E, mesmo assim, ela permanecia, deixando-me descobrir por conta própria como lidar com isso. Ajeitei os livros dentro do armário, mais para me ocupar do que por necessidade.
— Não tens mais nada para fazer?
Chloe inclinou a cabeça ligeiramente, como se ponderasse a pergunta.
— Provavelmente.
Um silêncio estendeu-se por um segundo a mais do que deveria. Quando ergui o olhar, ela ainda estava ali, a analisar-me. Depois, como se tivesse tomado uma decisão silenciosa, afastou-se do armário.
— Até mais, novata.
Dessa vez, o tom foi quase preguiçoso, porém carregava aquela confiança irritante de quem sabe exatamente o efeito que deixa para trás. E então, deslizou pelo corredor como se nunca tivesse estado ali. Fiquei a observá-la desaparecer entre os alunos, o cadeado ainda frio na ponta dos meus dedos. Se havia algo que começava a entender sobre Chloe, era que ela nunca ficava tempo demais, mas também nunca parecia realmente ir embora. Afastei-me do armário e soltei um suspiro discreto, forçando-me a focar no que vinha a seguir.
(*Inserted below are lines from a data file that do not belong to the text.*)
//! The three assignment phase kernels.
//!
//! Each kernel is a synchronous pure function from snapshot + config to a
//! serializable output record. The orchestrator owns scheduling,
//! persistence, and status; the kernels own the math.

pub mod kmedoids;
pub mod phase1;
pub mod phase2;
pub mod phase3;

pub use phase1::run_phase1;
pub use phase2::run_phase2;
pub use phase3::run_phase3;
//! Exact minimum-cost bipartite assignment (Hungarian algorithm).
//!
//! Shortest-augmenting-path formulation with dual potentials, `O(n^2 * m)`
//! time for an `n x m` matrix with `n <= m` (wider side handled by an
//! internal transpose), `O(n * m)` space. Globally optimal.
//!
//! # Contract
//!
//! - Input entries must be finite and non-negative; anything else is
//!   rejected with [`MatchError::InvalidCost`] before any work happens.
//! - An empty dimension yields an empty assignment.
//! - Exactly `min(n, m)` pairs are returned; rectangular matrices are
//!   treated as padded with a cost above every real entry, and padded
//!   pairs are never reported.
//! - Deterministic: columns are scanned in ascending order and candidates
//!   are replaced only on strictly smaller reduced cost, so ties resolve
//!   toward the lexicographically smallest `(i, j)` reachable first.
//!   Identical inputs always produce identical output.
//!
//! # Cancellation
//!
//! The solver checks the optional [`CancelToken`] between row augmentations
//! (its outer loop). On cancel it returns the token's error instead of a
//! partial result.

use crate::error::{MatchError, MatchResult};
use crate::orchestrator::cancel::CancelToken;

/// A minimum-cost assignment over a rectangular cost matrix.
#[derive(Debug, Clone, PartialEq)]
pub struct Assignment {
    /// Matched `(row, column)` pairs, sorted lexicographically.
    pub pairs: Vec<(usize, usize)>,
    /// Sum of matrix entries over the matched pairs.
    pub total_cost: f64,
}

/// Solve the assignment problem for `cost` (rows x columns).
///
/// See the module docs for the full contract.
pub fn solve(cost: &[Vec<f64>], cancel: Option<&CancelToken>) -> MatchResult<Assignment> {
    let rows = cost.len();
    let cols = cost.first().map_or(0, Vec::len);
    if rows == 0 || cols == 0 {
        return Ok(Assignment {
            pairs: Vec::new(),
            total_cost: 0.0,
        });
    }
    validate(cost, cols)?;

    // Internally rows must be the short side; transpose access if not.
    let transposed = rows > cols;
    let (n, m) = if transposed { (cols, rows) } else { (rows, cols) };
    let at = |i: usize, j: usize| -> f64 {
        if transposed {
            cost[j][i]
        } else {
            cost[i][j]
        }
    };

    // 1-based dual potentials and matching state; p[j] is the row matched
    // to column j, 0 meaning unmatched.
    let mut u = vec![0.0f64; n + 1];
    let mut v = vec![0.0f64; m + 1];
    let mut p = vec![0usize; m + 1];
    let mut way = vec![0usize; m + 1];
    let mut minv = vec![f64::INFINITY; m + 1];
    let mut used = vec![false; m + 1];

    for i in 1..=n {
        if let Some(token) = cancel {
            token.check()?;
        }

        p[0] = i;
        let mut j0 = 0usize;
        minv.iter_mut().for_each(|x| *x = f64::INFINITY);
        used.iter_mut().for_each(|x| *x = false);

        // Dijkstra-like search for the cheapest augmenting path from row i.
        loop {
            used[j0] = true;
            let i0 = p[j0];
            let mut delta = f64::INFINITY;
            let mut j1 = 0usize;
            for j in 1..=m {
                if used[j] {
                    continue;
                }
                let reduced = at(i0 - 1, j - 1) - u[i0] - v[j];
                if reduced < minv[j] {
                    minv[j] = reduced;
                    way[j] = j0;
                }
                if minv[j] < delta {
                    delta = minv[j];
                    j1 = j;
                }
            }
            for j in 0..=m {
                if used[j] {
                    u[p[j]] += delta;
                    v[j] -= delta;
                } else {
                    minv[j] -= delta;
                }
            }
            j0 = j1;
            if p[j0] == 0 {
                break;
            }
        }

        // Flip the matching along the found path.
        loop {
            let j1 = way[j0];
            p[j0] = p[j1];
            j0 = j1;
            if j0 == 0 {
                break;
            }
        }
    }

    let mut pairs = Vec::with_capacity(n);
    for j in 1..=m {
        if p[j] != 0 {
            let (row, col) = if transposed {
                (j - 1, p[j] - 1)
            } else {
                (p[j] - 1, j - 1)
            };
            pairs.push((row, col));
        }
    }
    pairs.sort_unstable();

    let total_cost = pairs.iter().map(|&(r, c)| cost[r][c]).sum();
    Ok(Assignment { pairs, total_cost })
}

/// Reject ragged shapes and negative or non-finite entries.
fn validate(cost: &[Vec<f64>], cols: usize) -> MatchResult<()> {
    for (i, row) in cost.iter().enumerate() {
        if row.len() != cols {
            return Err(MatchError::InvalidInput {
                field: "cost_matrix".into(),
                reason: format!("row {i} has {} columns, expected {cols}", row.len()),
            });
        }
        for (j, &value) in row.iter().enumerate() {
            if !value.is_finite() || value < 0.0 {
                return Err(MatchError::InvalidCost {
                    row: i,
                    col: j,
                    value,
                });
            }
        }
    }
    Ok(())
}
Ao entrar no refeitório, o barulho foi a primeira coisa a atingir-me: vozes sobrepostas, cadeiras a arrastarem-se pelo chão e risadas que ecoavam pelo ar. O espaço estava cheio, repleto de estudantes dispersos por mesas abarrotadas de bandejas e grupos já formados, como se todos soubessem exatamente onde pertenciam, menos eu. Percorri o ambiente com o olhar até avistar Piper sentada junto à janela, inclinada casualmente para trás na cadeira, as botas apoiadas num canto da mesa enquanto gesticulava animadamente. Havia mais três pessoas com ela, e por um breve instante vacilei. Mas, claro, não era surpresa, aquilo simplesmente condizia com a sua personalidade. Ajustei a alça da mochila no ombro e caminhei até lá, tentando aparentar mais confiança do que realmente sentia.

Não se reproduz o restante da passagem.